# Task item
Copy the lines below verbatim. Begin with the first and end with the line containing "touching the forest.".

Data items:

....

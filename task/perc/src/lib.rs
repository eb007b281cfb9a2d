#![forbid(unsafe_code)]

mod error;
mod percolation;
mod stats;
mod tracker;
mod union_find;

pub use error::{Error, Result};
pub use percolation::Percolation;
pub use stats::{run_trial, Config, PercolationStats, Sampling, CONFIDENCE_95};
pub use union_find::UnionFind;
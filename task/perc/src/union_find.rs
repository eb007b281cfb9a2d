//! Weighted quick-union forest over a fixed universe of ids.

#[derive(Debug, Clone)]
pub struct UnionFind {
    parent: Vec<usize>,
    sizes: Vec<usize>,
}

impl UnionFind {
    /// Creates a forest of `len` singleton components, ids `0..len`.
    pub fn new(len: usize) -> Self {
        Self {
            parent: (0..len).collect(),
            sizes: vec![1; len],
        }
    }

    /// Returns the root of `x`'s component without touching the forest.
    /// Union by size keeps every path within `log2(len)` hops.
    ///
    /// # Panics
    ///
    /// If `x` is outside of the universe the forest was created with.
    pub fn find(&self, mut x: usize) -> usize {
        while self.parent[x] != x {
            x = self.parent[x];
        }
        x
    }

    /// Same as [`find`](Self::find), but halves the walked path on the way.
    pub fn find_mut(&mut self, mut x: usize) -> usize {
        while self.parent[x] != x {
            let grandparent = self.parent[self.parent[x]];
            self.parent[x] = grandparent;
            x = grandparent;
        }
        x
    }

    pub fn connected(&self, x: usize, y: usize) -> bool {
        self.find(x) == self.find(y)
    }

    /// Merges the components of `x` and `y`, hanging the smaller tree under
    /// the larger one. Returns the root of the merged component.
    pub fn union(&mut self, x: usize, y: usize) -> usize {
        let x = self.find_mut(x);
        let y = self.find_mut(y);
        if x == y {
            return x;
        }

        let (small, large) = if self.sizes[x] < self.sizes[y] {
            (x, y)
        } else {
            (y, x)
        };
        self.parent[small] = large;
        self.sizes[large] += self.sizes[small];
        large
    }
}

////////////////////////////////////////////////////////////////////////////////
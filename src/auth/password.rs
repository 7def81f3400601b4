use anyhow::Context;
use argon2::{
    password_hash::{PasswordHash, PasswordHasher, PasswordVerifier, SaltString},
    Argon2,
};
use lazy_static::lazy_static;
use rand::rngs::OsRng;
use tracing::{error, warn};

lazy_static! {
    /// Stand-in hash verified for unknown emails so both login failures cost one argon2 run.
    static ref DUMMY_HASH: Option<String> = match hash_password("credential-service-dummy") {
        Ok(hash) => Some(hash),
        Err(e) => {
            warn!(error = %e, "could not prepare dummy hash");
            None
        }
    };
}

#[cfg(test)]
pub(crate) static VERIFIED: std::sync::Mutex<Vec<String>> = std::sync::Mutex::new(Vec::new());

fn argon2_error(what: &'static str) -> impl FnOnce(argon2::password_hash::Error) -> anyhow::Error {
    move |e| {
        error!(error = %e, what, "argon2 failure");
        anyhow::anyhow!("{what}: {e}")
    }
}

pub fn hash_password(plain: &str) -> anyhow::Result<String> {
    let salt = SaltString::generate(&mut OsRng);
    Argon2::default()
        .hash_password(plain.as_bytes(), &salt)
        .map(|phc| phc.to_string())
        .map_err(argon2_error("hash password"))
}

/// Constant-time check of `plain` against a PHC string. A malformed hash is an error, a mismatch is `false`.
pub fn verify_password(plain: &str, hash: &str) -> anyhow::Result<bool> {
    #[cfg(test)]
    VERIFIED.lock().unwrap().push(plain.to_string());

    let parsed = PasswordHash::new(hash).map_err(argon2_error("parse stored hash"))?;
    match Argon2::default().verify_password(plain.as_bytes(), &parsed) {
        Ok(()) => Ok(true),
        Err(argon2::password_hash::Error::Password) => Ok(false),
        Err(e) => Err(argon2_error("verify password")(e)),
    }
}

/// Hashes on the blocking pool; argon2 is CPU bound.
pub async fn hash_password_blocking(plain: String) -> anyhow::Result<String> {
    tokio::task::spawn_blocking(move || hash_password(&plain))
        .await
        .context("hash task panicked")?
}

pub async fn verify_password_blocking(plain: String, hash: String) -> anyhow::Result<bool> {
    tokio::task::spawn_blocking(move || verify_password(&plain, &hash))
        .await
        .context("verify task panicked")?
}

/// Burns one verification against the dummy hash; the outcome is discarded.
pub async fn verify_against_dummy(plain: String) {
    let outcome = tokio::task::spawn_blocking(move || {
        DUMMY_HASH
            .as_deref()
            .map(|hash| verify_password(&plain, hash))
    })
    .await;
    if let Ok(Some(Err(e))) = outcome {
        warn!(error = %e, "dummy verification failed");
    }
}
mod app;
mod auth;
mod config;
mod health;
mod state;

use crate::{config::AppConfig, state::AppState};

#[tokio::main]
async fn main() -> anyhow::Result<()> {
    dotenvy::dotenv().ok();

    let env_filter = std::env::var("RUST_LOG")
        .unwrap_or_else(|_| "credential_service=debug,axum=info,tower_http=info".to_string());
    let json_logs = std::env::var("LOG_FORMAT")
        .map(|v| v == "json")
        .unwrap_or(false);

    if json_logs {
        tracing_subscriber::fmt()
            .with_env_filter(env_filter)
            .with_target(false)
            .json()
            .init();
    } else {
        tracing_subscriber::fmt().with_env_filter(env_filter).init();
    }

    let config = AppConfig::from_env()?;
    let addr = config.bind_addr();
    let app_state = AppState::init(config).await?;

    app::serve(app::build_app(app_state), &addr).await
}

....

# Answer
filename task/perc/src/lib.rs
repository eb007b281cfb9a2d
#![forbid(unsafe_code)]

mod error;
mod percolation;
mod stats;
mod tracker;
mod union_find;

pub use error::{Error, Result};
pub use percolation::Percolation;
pub use stats::{run_trial, Config, PercolationStats, Sampling, CONFIDENCE_95};
pub use union_find::UnionFind;
filename task/perc/src/union_find.rs
repository eb007b281cfb9a2d
//! Weighted quick-union forest over a fixed universe of ids.

#[derive(Debug, Clone)]
pub struct UnionFind {
    parent: Vec<usize>,
    sizes: Vec<usize>,
}

impl UnionFind {
    /// Creates a forest of `len` singleton components, ids `0..len`.
    pub fn new(len: usize) -> Self {
        Self {
            parent: (0..len).collect(),
            sizes: vec![1; len],
        }
    }

    /// Returns the root of `x`'s component without touching the forest.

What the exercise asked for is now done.